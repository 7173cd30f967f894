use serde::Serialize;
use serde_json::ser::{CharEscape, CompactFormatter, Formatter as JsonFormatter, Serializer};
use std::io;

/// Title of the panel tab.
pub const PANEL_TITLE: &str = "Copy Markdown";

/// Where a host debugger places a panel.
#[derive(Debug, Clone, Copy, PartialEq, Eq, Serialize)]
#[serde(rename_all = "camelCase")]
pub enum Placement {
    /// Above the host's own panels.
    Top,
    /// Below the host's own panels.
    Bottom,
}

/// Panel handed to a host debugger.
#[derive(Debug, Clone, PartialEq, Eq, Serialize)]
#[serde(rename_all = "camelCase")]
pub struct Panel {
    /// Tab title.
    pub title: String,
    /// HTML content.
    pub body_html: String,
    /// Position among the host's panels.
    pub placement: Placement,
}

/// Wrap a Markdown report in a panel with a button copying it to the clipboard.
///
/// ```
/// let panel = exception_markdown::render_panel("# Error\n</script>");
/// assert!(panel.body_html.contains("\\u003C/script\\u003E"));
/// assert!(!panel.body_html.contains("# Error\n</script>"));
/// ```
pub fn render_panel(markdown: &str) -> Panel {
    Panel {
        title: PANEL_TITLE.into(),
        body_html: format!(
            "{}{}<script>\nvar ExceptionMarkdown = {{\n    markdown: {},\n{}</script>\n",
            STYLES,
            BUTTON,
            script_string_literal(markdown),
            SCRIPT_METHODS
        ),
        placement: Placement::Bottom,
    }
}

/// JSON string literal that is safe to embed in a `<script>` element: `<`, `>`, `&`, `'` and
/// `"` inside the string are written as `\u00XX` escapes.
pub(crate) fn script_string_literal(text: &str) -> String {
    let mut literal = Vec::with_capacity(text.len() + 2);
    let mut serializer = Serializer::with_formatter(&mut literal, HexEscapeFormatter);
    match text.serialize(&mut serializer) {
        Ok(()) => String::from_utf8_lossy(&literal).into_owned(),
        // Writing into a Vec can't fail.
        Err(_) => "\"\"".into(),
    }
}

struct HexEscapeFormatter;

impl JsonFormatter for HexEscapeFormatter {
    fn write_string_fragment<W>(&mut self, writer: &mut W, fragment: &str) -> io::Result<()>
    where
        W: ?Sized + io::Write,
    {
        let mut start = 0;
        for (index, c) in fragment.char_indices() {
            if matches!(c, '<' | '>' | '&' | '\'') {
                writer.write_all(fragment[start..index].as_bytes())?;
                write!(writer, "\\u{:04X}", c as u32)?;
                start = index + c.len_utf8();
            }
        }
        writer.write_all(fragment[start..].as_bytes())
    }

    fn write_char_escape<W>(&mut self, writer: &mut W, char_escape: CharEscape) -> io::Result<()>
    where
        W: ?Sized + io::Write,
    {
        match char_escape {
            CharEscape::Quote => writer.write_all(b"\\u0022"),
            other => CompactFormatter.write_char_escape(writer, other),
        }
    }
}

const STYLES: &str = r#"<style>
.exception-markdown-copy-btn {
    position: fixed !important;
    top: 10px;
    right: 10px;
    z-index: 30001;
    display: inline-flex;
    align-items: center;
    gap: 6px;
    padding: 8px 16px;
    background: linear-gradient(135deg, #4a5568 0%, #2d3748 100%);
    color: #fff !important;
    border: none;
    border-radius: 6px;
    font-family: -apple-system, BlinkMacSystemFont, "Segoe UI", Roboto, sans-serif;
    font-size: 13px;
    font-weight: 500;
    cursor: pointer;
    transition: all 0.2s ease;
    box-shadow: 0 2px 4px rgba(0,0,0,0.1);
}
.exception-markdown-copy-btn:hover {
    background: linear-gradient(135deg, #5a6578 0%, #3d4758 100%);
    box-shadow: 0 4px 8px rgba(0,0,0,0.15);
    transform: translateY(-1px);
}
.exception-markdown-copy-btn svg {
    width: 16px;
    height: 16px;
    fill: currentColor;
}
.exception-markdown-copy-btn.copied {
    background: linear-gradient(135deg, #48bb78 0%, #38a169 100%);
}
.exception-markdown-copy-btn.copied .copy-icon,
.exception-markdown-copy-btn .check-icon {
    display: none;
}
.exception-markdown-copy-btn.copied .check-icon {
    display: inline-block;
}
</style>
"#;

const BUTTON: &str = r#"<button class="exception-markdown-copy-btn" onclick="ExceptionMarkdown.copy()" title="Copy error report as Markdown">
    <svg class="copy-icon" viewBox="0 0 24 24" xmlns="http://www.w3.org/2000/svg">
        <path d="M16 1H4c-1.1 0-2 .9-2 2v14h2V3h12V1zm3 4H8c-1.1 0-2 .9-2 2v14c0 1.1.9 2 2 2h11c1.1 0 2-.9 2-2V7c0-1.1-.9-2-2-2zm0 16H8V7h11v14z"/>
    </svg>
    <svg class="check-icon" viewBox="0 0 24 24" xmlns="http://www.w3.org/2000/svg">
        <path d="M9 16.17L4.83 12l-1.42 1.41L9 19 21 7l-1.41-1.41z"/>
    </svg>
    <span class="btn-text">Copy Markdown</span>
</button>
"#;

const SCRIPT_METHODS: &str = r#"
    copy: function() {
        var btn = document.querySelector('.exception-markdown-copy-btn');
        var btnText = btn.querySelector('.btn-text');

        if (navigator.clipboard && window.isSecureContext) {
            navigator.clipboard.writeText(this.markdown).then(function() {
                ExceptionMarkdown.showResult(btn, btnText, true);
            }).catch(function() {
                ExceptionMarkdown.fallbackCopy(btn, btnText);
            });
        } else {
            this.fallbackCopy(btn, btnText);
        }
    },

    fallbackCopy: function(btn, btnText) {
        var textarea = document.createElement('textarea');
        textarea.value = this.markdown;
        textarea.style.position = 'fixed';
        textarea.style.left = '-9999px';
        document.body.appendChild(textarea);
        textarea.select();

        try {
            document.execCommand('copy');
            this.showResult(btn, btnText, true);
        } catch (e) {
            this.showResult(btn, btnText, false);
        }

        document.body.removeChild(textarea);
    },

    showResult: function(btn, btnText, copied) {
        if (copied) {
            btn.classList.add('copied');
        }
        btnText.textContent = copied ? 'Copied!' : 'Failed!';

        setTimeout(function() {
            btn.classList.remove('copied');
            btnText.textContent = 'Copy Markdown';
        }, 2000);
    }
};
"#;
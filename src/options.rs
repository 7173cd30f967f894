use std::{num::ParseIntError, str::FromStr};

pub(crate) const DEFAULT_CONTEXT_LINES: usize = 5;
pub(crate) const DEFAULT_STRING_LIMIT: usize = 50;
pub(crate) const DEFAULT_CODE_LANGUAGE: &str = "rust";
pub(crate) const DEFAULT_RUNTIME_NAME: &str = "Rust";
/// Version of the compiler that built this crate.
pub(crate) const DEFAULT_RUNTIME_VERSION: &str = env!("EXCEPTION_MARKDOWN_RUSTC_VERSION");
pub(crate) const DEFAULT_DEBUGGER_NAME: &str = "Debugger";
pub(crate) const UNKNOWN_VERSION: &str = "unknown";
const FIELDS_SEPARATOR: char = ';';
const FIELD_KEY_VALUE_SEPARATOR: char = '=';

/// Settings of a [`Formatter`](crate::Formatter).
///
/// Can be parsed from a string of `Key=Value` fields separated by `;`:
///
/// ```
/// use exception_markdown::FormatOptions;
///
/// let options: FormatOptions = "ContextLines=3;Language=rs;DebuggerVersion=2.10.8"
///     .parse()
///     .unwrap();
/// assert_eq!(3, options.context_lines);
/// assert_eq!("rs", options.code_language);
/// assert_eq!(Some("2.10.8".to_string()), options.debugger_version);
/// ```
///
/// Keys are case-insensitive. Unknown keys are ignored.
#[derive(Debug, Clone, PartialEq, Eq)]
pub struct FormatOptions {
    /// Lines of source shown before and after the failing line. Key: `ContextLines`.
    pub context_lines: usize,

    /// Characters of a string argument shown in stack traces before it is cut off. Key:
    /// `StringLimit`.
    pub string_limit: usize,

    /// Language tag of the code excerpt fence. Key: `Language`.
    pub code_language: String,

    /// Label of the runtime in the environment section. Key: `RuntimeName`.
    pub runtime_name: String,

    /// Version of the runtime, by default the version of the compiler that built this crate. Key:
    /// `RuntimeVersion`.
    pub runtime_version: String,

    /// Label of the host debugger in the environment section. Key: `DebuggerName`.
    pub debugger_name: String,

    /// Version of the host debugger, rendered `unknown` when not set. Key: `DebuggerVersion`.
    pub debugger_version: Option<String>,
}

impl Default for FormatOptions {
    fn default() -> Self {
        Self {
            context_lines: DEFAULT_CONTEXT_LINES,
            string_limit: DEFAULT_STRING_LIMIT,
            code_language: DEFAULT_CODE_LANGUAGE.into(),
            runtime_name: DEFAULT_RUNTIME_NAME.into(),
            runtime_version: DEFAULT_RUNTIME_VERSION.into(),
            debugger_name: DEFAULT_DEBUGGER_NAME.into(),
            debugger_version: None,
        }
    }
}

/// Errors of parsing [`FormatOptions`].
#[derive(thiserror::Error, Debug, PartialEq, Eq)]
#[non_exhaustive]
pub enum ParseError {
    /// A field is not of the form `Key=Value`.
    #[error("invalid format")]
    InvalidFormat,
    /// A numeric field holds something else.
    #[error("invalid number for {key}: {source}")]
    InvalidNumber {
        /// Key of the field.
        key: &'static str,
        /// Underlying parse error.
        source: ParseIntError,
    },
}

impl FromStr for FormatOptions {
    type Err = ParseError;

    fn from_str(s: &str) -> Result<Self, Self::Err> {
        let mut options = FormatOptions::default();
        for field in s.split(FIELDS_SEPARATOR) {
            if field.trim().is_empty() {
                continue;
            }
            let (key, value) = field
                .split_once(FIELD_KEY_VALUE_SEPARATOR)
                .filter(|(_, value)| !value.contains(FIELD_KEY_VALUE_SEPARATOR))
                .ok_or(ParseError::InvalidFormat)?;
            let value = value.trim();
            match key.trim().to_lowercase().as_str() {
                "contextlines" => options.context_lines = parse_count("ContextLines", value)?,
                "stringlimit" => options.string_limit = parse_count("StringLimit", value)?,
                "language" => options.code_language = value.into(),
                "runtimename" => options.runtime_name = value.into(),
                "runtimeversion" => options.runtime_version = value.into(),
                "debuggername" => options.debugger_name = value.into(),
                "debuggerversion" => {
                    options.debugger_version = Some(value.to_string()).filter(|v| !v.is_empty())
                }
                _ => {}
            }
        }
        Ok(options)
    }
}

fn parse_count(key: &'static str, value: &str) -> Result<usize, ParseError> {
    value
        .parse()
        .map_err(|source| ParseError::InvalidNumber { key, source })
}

#####

§ **ASSIGNMENT**
From the records above, give again exactly the lines running from the line with "background: linear-gradient(135deg, #48bb78" to the line with "this.showResult(btn, btnText, false);", inclusive.

§ **WORKED SOLUTION**
    background: linear-gradient(135deg, #48bb78 0%, #38a169 100%);
}
.exception-markdown-copy-btn.copied .copy-icon,
.exception-markdown-copy-btn .check-icon {
    display: none;
}
.exception-markdown-copy-btn.copied .check-icon {
    display: inline-block;
}
</style>
"#;

const BUTTON: &str = r#"<button class="exception-markdown-copy-btn" onclick="ExceptionMarkdown.copy()" title="Copy error report as Markdown">
    <svg class="copy-icon" viewBox="0 0 24 24" xmlns="http://www.w3.org/2000/svg">
        <path d="M16 1H4c-1.1 0-2 .9-2 2v14h2V3h12V1zm3 4H8c-1.1 0-2 .9-2 2v14c0 1.1.9 2 2 2h11c1.1 0 2-.9 2-2V7c0-1.1-.9-2-2-2zm0 16H8V7h11v14z"/>
    </svg>
    <svg class="check-icon" viewBox="0 0 24 24" xmlns="http://www.w3.org/2000/svg">
        <path d="M9 16.17L4.83 12l-1.42 1.41L9 19 21 7l-1.41-1.41z"/>
    </svg>
    <span class="btn-text">Copy Markdown</span>
</button>
"#;

const SCRIPT_METHODS: &str = r#"
    copy: function() {
        var btn = document.querySelector('.exception-markdown-copy-btn');
        var btnText = btn.querySelector('.btn-text');

        if (navigator.clipboard && window.isSecureContext) {
            navigator.clipboard.writeText(this.markdown).then(function() {
                ExceptionMarkdown.showResult(btn, btnText, true);
            }).catch(function() {
                ExceptionMarkdown.fallbackCopy(btn, btnText);
            });
        } else {
            this.fallbackCopy(btn, btnText);
        }
    },

    fallbackCopy: function(btn, btnText) {
        var textarea = document.createElement('textarea');
        textarea.value = this.markdown;
        textarea.style.position = 'fixed';
        textarea.style.left = '-9999px';
        document.body.appendChild(textarea);
        textarea.select();

        try {
            document.execCommand('copy');
            this.showResult(btn, btnText, true);
        } catch (e) {
            this.showResult(btn, btnText, false);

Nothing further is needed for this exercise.